New England has maintained considerable "Thanksgiving awareness" since the days when the Pilgrims were supported by native people along the Massachusetts coast in growing and harvesting indigeneous foods, a real cause for celebration in a hungry colony. Thus, it may be a little known fact that our national Thanksgiving holiday needed saving at one point in history. The picture book entitled Thank You, Sarah: The Woman Who Saved Thanksgiving (by Laurie Halse Anderson, illustrated by Matt Faulkner) tells the story. Sarah Josepha Hale, a teacher, writer and editor, felt Thanksgiving should be a holiday across the nation, not just at the whim of an individual state's decision to make it a day of thanks. Beginning with U. S. President Zachary Taylor, Sarah (who wrote letters and editorials about many causes of the day) began a letter-writing campaign that spanned five presidencies. Finally, in 1863, she was successful in getting a "Yes!" from Abraham Lincoln. Thanksgiving was firmly established as a holiday the fourth Thursday in November (well, for a while in the 1930s it was moved a week earlier to make a longer shopping season, but that failed). Sarah Hale proved that "the pen is mightier than the sword," though it took a long time!

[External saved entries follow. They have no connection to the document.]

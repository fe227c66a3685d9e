//! App: terminal init, main loop, tick and key handling.

use crate::game::GameState;
use crate::input::{Action, key_to_action};
use crate::theme::Theme;
use crate::{Args, GameConfig, Speed};
use anyhow::{Context, Result};
use crossterm::event::{self, Event, KeyEventKind};
use ratatui::DefaultTerminal;
use std::process::ExitCode;
use std::time::{Duration, Instant};
use tachyonfx::Effect;

#[derive(Debug, Clone, Copy, PartialEq, Eq)]
pub enum Screen {
    Menu,
    SpeedSelect,
    Playing,
    GameOver,
}

/// How the session ended.
#[derive(Debug, Clone, Copy, PartialEq, Eq)]
pub enum Outcome {
    Quit,
    /// Game over, acknowledged by the player.
    GameOver,
    /// Unknown choice on the start menu.
    InvalidSelection,
}

impl Outcome {
    pub fn is_success(self) -> bool {
        !matches!(self, Self::InvalidSelection)
    }

    pub fn exit_code(self) -> ExitCode {
        if self.is_success() {
            ExitCode::SUCCESS
        } else {
            ExitCode::FAILURE
        }
    }
}

pub struct App {
    args: Args,
    config: GameConfig,
    theme: Theme,
    state: GameState,
    screen: Screen,
    paused: bool,
    last_tick: Instant,
    /// Rows flashed by the line-clear effect.
    flash_rows: Vec<usize>,
    /// TachyonFX fade for cleared rows (created on first draw after a clear).
    line_clear_effect: Option<Effect>,
    /// Last time we processed the line-clear effect (for delta).
    line_clear_effect_process_time: Option<Instant>,
}

impl App {
    pub fn new(args: Args, config: GameConfig, theme: Theme) -> Self {
        let state = GameState::new(&config);
        let screen = if args.no_menu {
            Screen::Playing
        } else {
            Screen::Menu
        };
        Self {
            args,
            config,
            theme,
            state,
            screen,
            paused: false,
            last_tick: Instant::now(),
            flash_rows: Vec::new(),
            line_clear_effect: None,
            line_clear_effect_process_time: None,
        }
    }

    fn start_game(&mut self, speed: Speed) {
        self.config.speed = speed;
        self.state = GameState::new(&self.config);
        self.screen = Screen::Playing;
        self.paused = false;
        self.last_tick = Instant::now();
        self.reset_flash();
    }

    fn reset_flash(&mut self) {
        self.flash_rows.clear();
        self.line_clear_effect = None;
        self.line_clear_effect_process_time = None;
    }

    /// Routes one action for the current screen. Returns the outcome when the
    /// session should end.
    pub fn handle_action(&mut self, action: Action) -> Option<Outcome> {
        match self.screen {
            Screen::Menu => match action {
                Action::Choice(1) | Action::Confirm => self.screen = Screen::SpeedSelect,
                Action::Choice(2) | Action::Quit => return Some(Outcome::Quit),
                Action::Choice(_) => return Some(Outcome::InvalidSelection),
                _ => {}
            },
            Screen::SpeedSelect => match action {
                Action::Choice(n) => {
                    if let Some(speed) = Speed::from_choice(n) {
                        self.start_game(speed);
                    }
                }
                Action::Quit => return Some(Outcome::Quit),
                _ => {}
            },
            Screen::Playing => match action {
                Action::Quit => return Some(Outcome::Quit),
                Action::Pause => self.paused = !self.paused,
                _ if self.paused => {}
                _ => {
                    if let Some(command) = action.command() {
                        self.state.apply(command);
                    }
                }
            },
            Screen::GameOver => {
                if matches!(action, Action::Confirm | Action::Quit) {
                    return Some(Outcome::GameOver);
                }
            }
        }
        None
    }

    /// Runs a gravity step if the tick interval has passed.
    fn tick(&mut self, now: Instant) {
        if self.screen != Screen::Playing || self.paused {
            return;
        }
        if now.saturating_duration_since(self.last_tick) >= self.state.tick_interval() {
            self.last_tick = now;
            self.step_gravity();
        }
    }

    fn step_gravity(&mut self) {
        self.state.tick();
        let cleared = self.state.take_cleared_rows();
        if !cleared.is_empty() && !self.args.no_animation {
            self.reset_flash();
            self.flash_rows = cleared;
        }
        if self.state.game_over {
            self.screen = Screen::GameOver;
        }
    }

    pub fn run(&mut self) -> Result<Outcome> {
        use crossterm::{
            execute,
            terminal::{EnterAlternateScreen, LeaveAlternateScreen, disable_raw_mode, enable_raw_mode},
        };

        enable_raw_mode().context("failed to enable raw mode")?;
        let mut stdout = std::io::stdout();
        execute!(stdout, EnterAlternateScreen).context("failed to enter alternate screen")?;

        let result = ratatui::DefaultTerminal::new(ratatui::backend::CrosstermBackend::new(stdout))
            .context("failed to initialise terminal")
            .and_then(|mut terminal| self.run_loop(&mut terminal));

        restore_terminal(
            result,
            || execute!(std::io::stdout(), LeaveAlternateScreen),
            disable_raw_mode,
        )
    }

    fn run_loop(&mut self, terminal: &mut DefaultTerminal) -> Result<Outcome> {
        let frame_duration = Duration::from_secs_f64(1.0 / self.args.frame_rate.max(1.0));
        loop {
            let now = Instant::now();
            terminal.draw(|f| {
                crate::ui::draw(
                    f,
                    self.screen,
                    &self.state,
                    &self.theme,
                    self.paused,
                    &self.flash_rows,
                    &mut self.line_clear_effect,
                    &mut self.line_clear_effect_process_time,
                    now,
                );
            })?;

            if self.line_clear_effect.as_ref().is_some_and(Effect::done) {
                self.reset_flash();
            }

            // Wake for whichever comes first: the next frame or the next gravity step.
            let until_tick = self
                .state
                .tick_interval()
                .saturating_sub(self.last_tick.elapsed());
            let timeout = frame_duration
                .saturating_sub(now.elapsed())
                .min(until_tick);

            if event::poll(timeout)? {
                while event::poll(Duration::ZERO)? {
                    if let Event::Key(key) = event::read()? {
                        if key.kind != KeyEventKind::Press {
                            continue;
                        }
                        if let Some(outcome) = self.handle_action(key_to_action(key)) {
                            return Ok(outcome);
                        }
                    }
                }
            }

            self.tick(Instant::now());
        }
    }
}

/// Runs both restore steps even when one fails. The loop's own error is
/// reported first, then the restore errors in order.
fn restore_terminal(
    result: Result<Outcome>,
    leave_screen: impl FnOnce() -> std::io::Result<()>,
    disable_raw: impl FnOnce() -> std::io::Result<()>,
) -> Result<Outcome> {
    let left = leave_screen().context("failed to leave alternate screen");
    let raw = disable_raw().context("failed to disable raw mode");
    let outcome = result?;
    left?;
    raw?;
    Ok(outcome)
}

In third grade library classes this week, we explored several sources of information about this event in history. Made curious by Anderson's book, we looked at a full biography of Sarah Josepha Hale in the Lawrence library collection and discovered how passionate she was personally about Thanksgiving as a time when an extended family comes together to give thanks; we then looked at the long Thanksgiving article in World Book Online, which linked us to its biography of Sarah Hale. Making connections among different sources of information is a satisfying and informative adventure. Long live Thanksgiving!